Brief →
What you return must match the records below exactly, down to each character.

Material shown →
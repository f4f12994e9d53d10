//! Prices in the store currency using decimal arithmetic.
//!
//! The backend stores a display string (`price`, e.g. `"$1.250.000"`) next to
//! a numeric value (`priceNumeric`). Totals are always computed from the
//! numeric value; the text is only a fallback when the number is missing.

use rust_decimal::{Decimal, RoundingStrategy};
use rust_decimal::prelude::ToPrimitive;
use serde::{Deserialize, Serialize};

/// A price with currency information.
#[derive(Debug, Clone, Copy, PartialEq, Eq, Serialize, Deserialize)]
pub struct Price {
    /// Amount in the currency's standard unit (pesos, dollars).
    pub amount: Decimal,
    /// ISO 4217 currency code.
    pub currency_code: CurrencyCode,
}

impl Price {
    /// Create a new price.
    #[must_use]
    pub const fn new(amount: Decimal, currency_code: CurrencyCode) -> Self {
        Self {
            amount,
            currency_code,
        }
    }

    /// Create a price in Colombian pesos.
    #[must_use]
    pub const fn cop(amount: Decimal) -> Self {
        Self::new(amount, CurrencyCode::COP)
    }

    /// Format for display.
    ///
    /// COP uses dots for thousands and no decimals (`$1.250.000`), USD uses
    /// commas and two decimals (`$1,250.00`).
    #[must_use]
    pub fn display(&self) -> String {
        let negative = self.amount.is_sign_negative() && !self.amount.is_zero();
        let abs = self.amount.abs();
        let (int_part, frac_part) = match self.currency_code {
            CurrencyCode::COP => (
                abs.round_dp_with_strategy(0, RoundingStrategy::MidpointAwayFromZero),
                None,
            ),
            CurrencyCode::USD => {
                let rounded = abs.round_dp_with_strategy(2, RoundingStrategy::MidpointAwayFromZero);
                let cents = ((rounded - rounded.trunc()) * Decimal::ONE_HUNDRED)
                    .round()
                    .to_u32()
                    .unwrap_or(0);
                (rounded.trunc(), Some(cents))
            }
        };

        let grouped = group_thousands(&int_part.to_string(), self.currency_code.group_separator());
        let sign = if negative { "-" } else { "" };
        match frac_part {
            Some(cents) => format!("{sign}${grouped}.{cents:02}"),
            None => format!("{sign}${grouped}"),
        }
    }

    /// Amount in cents as required by the Wompi widget (`amount-in-cents`).
    ///
    /// Returns `None` if the amount does not fit in an `i64`.
    #[must_use]
    pub fn amount_in_cents(&self) -> Option<i64> {
        (self.amount * Decimal::ONE_HUNDRED)
            .round_dp_with_strategy(0, RoundingStrategy::MidpointAwayFromZero)
            .to_i64()
    }
}

/// ISO 4217 currency codes accepted by the payment widget.
#[derive(Debug, Clone, Copy, PartialEq, Eq, Hash, Serialize, Deserialize, Default)]
pub enum CurrencyCode {
    #[default]
    COP,
    USD,
}

impl CurrencyCode {
    /// Currency code as sent to the payment provider.
    #[must_use]
    pub const fn code(&self) -> &'static str {
        match self {
            Self::COP => "COP",
            Self::USD => "USD",
        }
    }

    const fn group_separator(self) -> char {
        match self {
            Self::COP => '.',
            Self::USD => ',',
        }
    }
}

impl std::str::FromStr for CurrencyCode {
    type Err = String;

    fn from_str(s: &str) -> Result<Self, Self::Err> {
        match s.trim().to_ascii_uppercase().as_str() {
            "COP" => Ok(Self::COP),
            "USD" => Ok(Self::USD),
            other => Err(format!("unsupported currency: {other}")),
        }
    }
}

fn group_thousands(digits: &str, separator: char) -> String {
    let len = digits.len();
    let mut out = String::with_capacity(len + len / 3);
    for (i, c) in digits.chars().enumerate() {
        if i > 0 && (len - i) % 3 == 0 {
            out.push(separator);
        }
        out.push(c);
    }
    out
}

/// Extract a numeric amount from a display price such as `"$1.200.000"`,
/// `"COP 2,350,000"` or `"$1.200.000,50"`.
///
/// The last `.` or `,` is treated as a decimal separator only when it is
/// followed by one or two digits; every other separator groups thousands.
#[must_use]
pub fn parse_price_text(text: &str) -> Option<Decimal> {
    let cleaned: String = text
        .chars()
        .filter(|c| c.is_ascii_digit() || *c == '.' || *c == ',')
        .collect();
    if !cleaned.chars().any(|c| c.is_ascii_digit()) {
        return None;
    }

    let (int_part, frac_part) = match cleaned.rfind(['.', ',']) {
        Some(pos) => {
            let tail = cleaned.get(pos + 1..).unwrap_or("");
            if (1..=2).contains(&tail.len()) {
                (cleaned.get(..pos).unwrap_or(""), tail)
            } else {
                (cleaned.as_str(), "")
            }
        }
        None => (cleaned.as_str(), ""),
    };

    let int_digits: String = int_part.chars().filter(char::is_ascii_digit).collect();
    let normalized = if frac_part.is_empty() {
        int_digits
    } else {
        format!(
            "{}.{frac_part}",
            if int_digits.is_empty() { "0" } else { &int_digits }
        )
    };
    normalized.parse::<Decimal>().ok()
}
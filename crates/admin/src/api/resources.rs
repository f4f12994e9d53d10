//! Back-office operations on backend records.

use climatech_core::records::{
    ActiveUpdate, Appointment, AppointmentUpdate, Customer, NewProductOption, NewUser, Order,
    OrderStatusUpdate, ProductOption, StoreSettings, Technician, TechnicianInput, User,
    UserRoleUpdate,
};
use climatech_core::{
    AppointmentId, Content, ContentId, ContentInput, ContentType, CustomerId, OptionId, OrderId,
    OrderStatus, TechnicianId, UserId, UserRole,
};
use serde::Deserialize;
use tracing::instrument;

use super::{ApiError, AuthorizedApi, decode};

/// `/api/upload` answer.
#[derive(Debug, Deserialize)]
struct Uploaded {
    url: String,
}

fn content_path(content_type: ContentType) -> String {
    format!("/api/content/{}", content_type.as_str())
}

fn item_path(content_type: ContentType, id: ContentId) -> String {
    format!("/api/content/{}/{id}", content_type.as_str())
}
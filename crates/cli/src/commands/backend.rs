//! Business backend checks.

use climatech_admin::api::ApiClient;

use super::CommandError;

/// Ping the REST API at `API_BASE_URL`.
///
/// Any answer below 500 counts as reachable; the request is unauthenticated.
///
/// # Errors
///
/// Returns an error if the URL is missing, the request fails, or the backend
/// answers with a server error.
pub async fn check() -> Result<(), CommandError> {
    dotenvy::dotenv().ok();
    let base_url =
        std::env::var("API_BASE_URL").map_err(|_| CommandError::MissingEnvVar("API_BASE_URL"))?;

    tracing::info!(api = %base_url, "Pinging backend...");
    let status = ApiClient::new(&base_url).ping().await?;
    if status.is_server_error() {
        return Err(CommandError::BackendStatus(status.as_u16()));
    }

    tracing::info!(%status, "Backend reachable");
    Ok(())
}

Answer for this exercise →
repository f4f12994e9d53d10
//! Prices in the store currency using decimal arithmetic.
//!
//! The backend stores a display string (`price`, e.g. `"$1.250.000"`) next to
//! a numeric value (`priceNumeric`). Totals are always computed from the
//! numeric value; the text is only a fallback when the number is missing.

use rust_decimal::{Decimal, RoundingStrategy};
use rust_decimal::prelude::ToPrimitive;
use serde::{Deserialize, Serialize};

/// A price with currency information.
#[derive(Debug, Clone, Copy, PartialEq, Eq, Serialize, Deserialize)]
pub struct Price {
    /// Amount in the currency's standard unit (pesos, dollars).
    pub amount: Decimal,
    /// ISO 4217 currency code.
    pub currency_code: CurrencyCode,
}

impl Price {
    /// Create a new price.
    #[must_use]
    pub const fn new(amount: Decimal, currency_code: CurrencyCode) -> Self {
        Self {
            amount,
            currency_code,
        }
    }

    /// Create a price in Colombian pesos.
    #[must_use]
    pub const fn cop(amount: Decimal) -> Self {
        Self::new(amount, CurrencyCode::COP)
    }

    /// Format for display.
    ///
    /// COP uses dots for thousands and no decimals (`$1.250.000`), USD uses
    /// commas and two decimals (`$1,250.00`).
    #[must_use]
    pub fn display(&self) -> String {
        let negative = self.amount.is_sign_negative() && !self.amount.is_zero();
        let abs = self.amount.abs();
        let (int_part, frac_part) = match self.currency_code {
            CurrencyCode::COP => (
                abs.round_dp_with_strategy(0, RoundingStrategy::MidpointAwayFromZero),
                None,
            ),
            CurrencyCode::USD => {
                let rounded = abs.round_dp_with_strategy(2, RoundingStrategy::MidpointAwayFromZero);
                let cents = ((rounded - rounded.trunc()) * Decimal::ONE_HUNDRED)
                    .round()
                    .to_u32()
                    .unwrap_or(0);
                (rounded.trunc(), Some(cents))
            }
        };

        let grouped = group_thousands(&int_part.to_string(), self.currency_code.group_separator());
        let sign = if negative { "-" } else { "" };
        match frac_part {
            Some(cents) => format!("{sign}${grouped}.{cents:02}"),
            None => format!("{sign}${grouped}"),
        }
    }

    /// Amount in cents as required by the Wompi widget (`amount-in-cents`).
    ///
    /// Returns `None` if the amount does not fit in an `i64`.
    #[must_use]
    pub fn amount_in_cents(&self) -> Option<i64> {
        (self.amount * Decimal::ONE_HUNDRED)
            .round_dp_with_strategy(0, RoundingStrategy::MidpointAwayFromZero)
            .to_i64()
    }
}

/// ISO 4217 currency codes accepted by the payment widget.
#[derive(Debug, Clone, Copy, PartialEq, Eq, Hash, Serialize, Deserialize, Default)]
pub enum CurrencyCode {
    #[default]
    COP,
    USD,
}

impl CurrencyCode {
    /// Currency code as sent to the payment provider.
    #[must_use]
    pub const fn code(&self) -> &'static str {
        match self {
            Self::COP => "COP",
            Self::USD => "USD",
        }
    }

    const fn group_separator(self) -> char {
        match self {
            Self::COP => '.',
            Self::USD => ',',
        }
    }
}

impl std::str::FromStr for CurrencyCode {
    type Err = String;

    fn from_str(s: &str) -> Result<Self, Self::Err> {
        match s.trim().to_ascii_uppercase().as_str() {
            "COP" => Ok(Self::COP),
            "USD" => Ok(Self::USD),
            other => Err(format!("unsupported currency: {other}")),
        }
    }
}

fn group_thousands(digits: &str, separator: char) -> String {
    let len = digits.len();
    let mut out = String::with_capacity(len + len / 3);
    for (i, c) in digits.chars().enumerate() {
        if i > 0 && (len - i) % 3 == 0 {
            out.push(separator);
        }
        out.push(c);
    }
    out
}

/// Extract a numeric amount from a display price such as `"$1.200.000"`,
/// `"COP 2,350,000"` or `"$1.200.000,50"`.
///
/// The last `.` or `,` is treated as a decimal separator only when it is
/// followed by one or two digits; every other separator groups thousands.
#[must_use]
pub fn parse_price_text(text: &str) -> Option<Decimal> {
    let cleaned: String = text
        .chars()
        .filter(|c| c.is_ascii_digit() || *c == '.' || *c == ',')
        .collect();
    if !cleaned.chars().any(|c| c.is_ascii_digit()) {
        return None;
    }

    let (int_part, frac_part) = match cleaned.rfind(['.', ',']) {
        Some(pos) => {
            let tail = cleaned.get(pos + 1..).unwrap_or("");
            if (1..=2).contains(&tail.len()) {
                (cleaned.get(..pos).unwrap_or(""), tail)
            } else {
                (cleaned.as_str(), "")
            }
        }
        None => (cleaned.as_str(), ""),
    };

    let int_digits: String = int_part.chars().filter(char::is_ascii_digit).collect();
    let normalized = if frac_part.is_empty() {
        int_digits
    } else {
        format!(
            "{}.{frac_part}",
            if int_digits.is_empty() { "0" } else { &int_digits }
        )
    };
    normalized.parse::<Decimal>().ok()
}
filename crates/admin/src/api/resources.rs
repository f4f12994e9d53d10
//! Back-office operations on backend records.

use climatech_core::records::{
    ActiveUpdate, Appointment, AppointmentUpdate, Customer, NewProductOption, NewUser, Order,
    OrderStatusUpdate, ProductOption, StoreSettings, Technician, TechnicianInput, User,
    UserRoleUpdate,
};
use climatech_core::{
    AppointmentId, Content, ContentId, ContentInput, ContentType, CustomerId, OptionId, OrderId,
    OrderStatus, TechnicianId, UserId, UserRole,
};
use serde::Deserialize;
use tracing::instrument;

use super::{ApiError, AuthorizedApi, decode};

/// `/api/upload` answer.
#[derive(Debug, Deserialize)]
struct Uploaded {
    url: String,
}

fn content_path(content_type: ContentType) -> String {
    format!("/api/content/{}", content_type.as_str())
}

fn item_path(content_type: ContentType, id: ContentId) -> String {
    format!("/api/content/{}/{id}", content_type.as_str())
}
filename crates/cli/src/commands/backend.rs
//! Business backend checks.

use climatech_admin::api::ApiClient;

use super::CommandError;

/// Ping the REST API at `API_BASE_URL`.
///
/// Any answer below 500 counts as reachable; the request is unauthenticated.
///
/// # Errors
///
/// Returns an error if the URL is missing, the request fails, or the backend
/// answers with a server error.
pub async fn check() -> Result<(), CommandError> {
    dotenvy::dotenv().ok();
    let base_url =
        std::env::var("API_BASE_URL").map_err(|_| CommandError::MissingEnvVar("API_BASE_URL"))?;

    tracing::info!(api = %base_url, "Pinging backend...");
    let status = ApiClient::new(&base_url).ping().await?;
    if status.is_server_error() {
        return Err(CommandError::BackendStatus(status.as_u16()));
    }

    tracing::info!(%status, "Backend reachable");
    Ok(())
}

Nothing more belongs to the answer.